§ **PROBLEM DETAILS**
Could you print, exactly as they stand, the lines from the one holding "-> Result<Payment, ApiError>" to the end of the data below, and nothing more?

Start of RAW DATA

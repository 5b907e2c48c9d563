//! PostgreSQL User Adapter

use async_trait::async_trait;
use chrono::{DateTime, Utc};
use sqlx::PgPool;
use tracing::{debug, instrument};
use uuid::Uuid;

use core_kernel::{DomainPort, HealthCheckResult, HealthCheckable, PortError, UserId};
use domain_user::{User, UserPort, UserRole};

use super::{parse, ping, stale_or_missing};
use crate::error::db_to_port_error;

const COLUMNS: &str = "id, name, email, phone, address, role, created_at, updated_at, version";

#[derive(Debug, sqlx::FromRow)]
struct UserRow {
    id: Uuid,
    name: String,
    email: String,
    phone: Option<String>,
    address: Option<String>,
    role: String,
    created_at: DateTime<Utc>,
    updated_at: DateTime<Utc>,
    version: i64,
}

impl TryFrom<UserRow> for User {
    type Error = PortError;

    fn try_from(row: UserRow) -> Result<Self, Self::Error> {
        Ok(User {
            id: UserId::from(row.id),
            name: row.name,
            email: row.email,
            phone: row.phone,
            address: row.address,
            role: parse::<UserRole>("role", &row.role)?,
            created_at: row.created_at,
            updated_at: row.updated_at,
            version: row.version,
        })
    }
}

fn into_users(rows: Vec<UserRow>) -> Result<Vec<User>, PortError> {
    rows.into_iter().map(User::try_from).collect()
}

/// PostgreSQL-backed implementation of [`UserPort`]
#[derive(Debug, Clone)]
pub struct PostgresUserAdapter {
    pool: PgPool,
}

impl PostgresUserAdapter {
    pub fn new(pool: PgPool) -> Self {
        Self { pool }
    }
}

impl DomainPort for PostgresUserAdapter {}

#[async_trait]
impl HealthCheckable for PostgresUserAdapter {
    async fn health_check(&self) -> HealthCheckResult {
        ping(&self.pool, "postgres-user-adapter").await
    }
}

#[async_trait]
impl UserPort for PostgresUserAdapter {
    #[instrument(skip(self), fields(user_id = %id))]
    async fn get_user(&self, id: UserId) -> Result<User, PortError> {
        debug!("Fetching user by ID");
        let sql = format!("SELECT {} FROM users WHERE id = $1", COLUMNS);
        sqlx::query_as::<_, UserRow>(&sql)
            .bind(*id.as_uuid())
            .fetch_optional(&self.pool)
            .await
            .map_err(db_to_port_error)?
            .ok_or_else(|| PortError::not_found("User", id))?
            .try_into()
    }

    async fn list_users(&self) -> Result<Vec<User>, PortError> {
        let sql = format!("SELECT {} FROM users ORDER BY created_at, id", COLUMNS);
        let rows = sqlx::query_as::<_, UserRow>(&sql)
            .fetch_all(&self.pool)
            .await
            .map_err(db_to_port_error)?;
        into_users(rows)
    }

    async fn find_by_email(&self, email: &str) -> Result<Option<User>, PortError> {
        let sql = format!("SELECT {} FROM users WHERE lower(email) = lower($1)", COLUMNS);
        sqlx::query_as::<_, UserRow>(&sql)
            .bind(email)
            .fetch_optional(&self.pool)
            .await
            .map_err(db_to_port_error)?
            .map(User::try_from)
            .transpose()
    }

    async fn find_by_role(&self, role: UserRole) -> Result<Vec<User>, PortError> {
        let sql = format!("SELECT {} FROM users WHERE role = $1 ORDER BY created_at, id", COLUMNS);
        let rows = sqlx::query_as::<_, UserRow>(&sql)
            .bind(role.as_str())
            .fetch_all(&self.pool)
            .await
            .map_err(db_to_port_error)?;
        into_users(rows)
    }

    async fn exists(&self, id: UserId) -> Result<bool, PortError> {
        sqlx::query_scalar::<_, bool>("SELECT EXISTS(SELECT 1 FROM users WHERE id = $1)")
            .bind(*id.as_uuid())
            .fetch_one(&self.pool)
            .await
            .map_err(db_to_port_error)
    }

    async fn exists_by_email(&self, email: &str) -> Result<bool, PortError> {
        sqlx::query_scalar::<_, bool>("SELECT EXISTS(SELECT 1 FROM users WHERE lower(email) = lower($1))")
            .bind(email)
            .fetch_one(&self.pool)
            .await
            .map_err(db_to_port_error)
    }

    #[instrument(skip(self, user), fields(user_id = %user.id))]
    async fn insert_user(&self, user: &User) -> Result<User, PortError> {
        debug!("Inserting user");
        let sql = format!(
            "INSERT INTO users ({}) VALUES ($1, $2, $3, $4, $5, $6, $7, $8, $9) RETURNING {}",
            COLUMNS, COLUMNS
        );
        sqlx::query_as::<_, UserRow>(&sql)
            .bind(*user.id.as_uuid())
            .bind(&user.name)
            .bind(&user.email)
            .bind(&user.phone)
            .bind(&user.address)
            .bind(user.role.as_str())
            .bind(user.created_at)
            .bind(user.updated_at)
            .bind(user.version)
            .fetch_one(&self.pool)
            .await
            .map_err(db_to_port_error)?
            .try_into()
    }

    #[instrument(skip(self, user), fields(user_id = %user.id, version = user.version))]
    async fn update_user(&self, user: &User) -> Result<User, PortError> {
        debug!("Updating user");
        let sql = format!(
            "UPDATE users SET name = $3, email = $4, phone = $5, address = $6, role = $7, \
             updated_at = $8, version = version + 1 \
             WHERE id = $1 AND version = $2 RETURNING {}",
            COLUMNS
        );
        let row = sqlx::query_as::<_, UserRow>(&sql)
            .bind(*user.id.as_uuid())
            .bind(user.version)
            .bind(&user.name)
            .bind(&user.email)
            .bind(&user.phone)
            .bind(&user.address)
            .bind(user.role.as_str())
            .bind(user.updated_at)
            .fetch_optional(&self.pool)
            .await
            .map_err(db_to_port_error)?;

        match row {
            Some(row) => row.try_into(),
            None => Err(stale_or_missing(self.exists(user.id).await?, "User", user.id, user.version)),
        }
    }

    #[instrument(skip(self), fields(user_id = %id))]
    async fn delete_user(&self, id: UserId) -> Result<(), PortError> {
        let result = sqlx::query("DELETE FROM users WHERE id = $1")
            .bind(*id.as_uuid())
            .execute(&self.pool)
            .await
            .map_err(db_to_port_error)?;
        if result.rows_affected() == 0 {
            return Err(PortError::not_found("User", id));
        }
        Ok(())
    }
}
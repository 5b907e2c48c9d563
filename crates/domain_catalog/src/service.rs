//! Catalog administration and search
//!
//! Creates, replaces and deletes locations and resources, and answers the
//! browse queries. Writes to an existing resource take the same per-resource
//! lock as the inventory ledger so an admin edit never interleaves with a
//! reservation.

use chrono::{DateTime, NaiveDate, Utc};
use rust_decimal::Decimal;
use rust_decimal_macros::dec;
use std::sync::Arc;
use tracing::{info, instrument};

use core_kernel::{
    validation, Clock, Currency, LocationId, LodgeId, Money, TourId, TransportId,
    ValidationError,
};

use crate::draft::{LodgeDraft, TourDraft, TransportDraft};
use crate::error::CatalogError;
use crate::inventory::InventoryLedger;
use crate::location::{Location, LocationDraft};
use crate::ports::{ActiveReservations, CatalogPort, ResourceQuery};
use crate::resource::{BookableResource, Lodge, ResourceKind, ResourceRef, Tour, Transport};

/// Lodges rated at or above this are "top rated"
pub const TOP_RATED_THRESHOLD: Decimal = dec!(4);

pub struct CatalogService {
    port: Arc<dyn CatalogPort>,
    ledger: Arc<InventoryLedger>,
    reservations: Arc<dyn ActiveReservations>,
    clock: Arc<dyn Clock>,
    currency: Currency,
}
//! Payment handlers
//!
//! Customers create and settle payments for their own bookings. Refunds
//! and manual failure marking are admin actions.

use axum::{
    extract::{Path, Query, State},
    http::StatusCode,
    Extension, Json,
};
use validator::Validate;

use core_kernel::{BookingId, PaymentId};
use domain_payment::{Payment, PaymentMethod, PaymentStatus};

use super::bookings::owned_booking;
use crate::auth::Claims;
use crate::dto::parse_param;
use crate::dto::payment::*;
use crate::{error::ApiError, AppState};

/// Records a PENDING payment against an open booking
pub async fn create_payment(
    State(state): State<AppState>,
    Extension(claims): Extension<Claims>,
    Json(request): Json<CreatePaymentRequest>,
) -> Result<(StatusCode, Json<Payment>), ApiError> {
    request.validate()?;
    owned_booking(&state, &claims, request.booking_id).await?;
    let payment = state
        .payments
        .create(request.into_request(state.currency)?)
        .await?;
    Ok((StatusCode::CREATED, Json(payment)))
}

/// Lists payments by status or method (admin only)
pub async fn list_payments(
    State(state): State<AppState>,
    Extension(claims): Extension<Claims>,
    Query(query): Query<PaymentQuery>,
) -> Result<Json<Vec<Payment>>, ApiError> {
    claims.require_admin()?;

    let payments = if let Some(status) = query.status {
        state.payments.list_by_status(parse_param::<PaymentStatus>(&status)?).await?
    } else if let Some(method) = query.method {
        state.payments.list_by_method(parse_param::<PaymentMethod>(&method)?).await?
    } else {
        state.payments.list().await?
    };
    Ok(Json(payments))
}

/// Completed revenue, outstanding amount and payment count (admin only)
pub async fn payment_summary(
    State(state): State<AppState>,
    Extension(claims): Extension<Claims>,
) -> Result<Json<PaymentSummary>, ApiError> {
    claims.require_admin()?;
    Ok(Json(PaymentSummary {
        total_revenue: state.payments.total_revenue().await?,
        pending_amount: state.payments.pending_amount().await?,
        count: state.payments.count().await?,
    }))
}

/// Every payment recorded against a booking, oldest first
pub async fn payments_for_booking(
    State(state): State<AppState>,
    Extension(claims): Extension<Claims>,
    Path(booking_id): Path<BookingId>,
) -> Result<Json<Vec<Payment>>, ApiError> {
    owned_booking(&state, &claims, booking_id).await?;
    Ok(Json(state.payments.list_by_booking(booking_id).await?))
}

pub async fn get_payment(
    State(state): State<AppState>,
    Extension(claims): Extension<Claims>,
    Path(id): Path<PaymentId>,
) -> Result<Json<Payment>, ApiError> {
    Ok(Json(owned_payment(&state, &claims, id).await?))
}

/// Amends amount or method of a PENDING payment
pub async fn update_payment(
    State(state): State<AppState>,
    Extension(claims): Extension<Claims>,
    Path(id): Path<PaymentId>,
    Json(request): Json<UpdatePaymentRequest>,
) -> Result<Json<Payment>, ApiError> {
    request.validate()?;
    owned_payment(&state, &claims, id).await?;
    let payment = state
        .payments
        .update(id, request.into_update(state.currency)?)
        .await?;
    Ok(Json(payment))
}

pub async fn delete_payment(
    State(state): State<AppState>,
    Extension(claims): Extension<Claims>,
    Path(id): Path<PaymentId>,
) -> Result<StatusCode, ApiError> {
    owned_payment(&state, &claims, id).await?;
    state.payments.delete(id).await?;
    Ok(StatusCode::NO_CONTENT)
}

/// Settles the payment and confirms its booking
pub async fn process_payment(
    State(state): State<AppState>,
    Extension(claims): Extension<Claims>,
    Path(id): Path<PaymentId>,
) -> Result<Json<Payment>, ApiError> {
    owned_payment(&state, &claims, id).await?;
    Ok(Json(state.payments.process(id).await?))
}

/// Refunds a COMPLETED payment and cancels its booking (admin only)
pub async fn refund_payment(
    State(state): State<AppState>,
    Extension(claims): Extension<Claims>,
    Path(id): Path<PaymentId>,
) -> Result<Json<Payment>, ApiError> {
    claims.require_admin()?;
    Ok(Json(state.payments.refund(id).await?))
}

/// Marks a PENDING payment FAILED (admin only)
pub async fn fail_payment(
    State(state): State<AppState>,
    Extension(claims): Extension<Claims>,
    Path(id): Path<PaymentId>,
    Json(request): Json<FailPaymentRequest>,
) -> Result<Json<Payment>, ApiError> {
    claims.require_admin()?;
    request.validate()?;
    Ok(Json(state.payments.mark_failed(id, request.reason).await?))
}

/// Loads a payment whose booking the caller owns
async fn owned_payment(
    state: &AppState,
    claims: &Claims,
    id: PaymentId,
) -> Result<Payment, ApiError> {
    let payment = state.payments.get(id).await?;
    if !claims.is_admin() {
        owned_booking(state, claims, payment.booking_id).await?;
    }
    Ok(payment)
}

End of RAW DATA

§ **YOUR SOLUTION**
) -> Result<Payment, ApiError> {
    let payment = state.payments.get(id).await?;
    if !claims.is_admin() {
        owned_booking(state, claims, payment.booking_id).await?;
    }
    Ok(payment)
}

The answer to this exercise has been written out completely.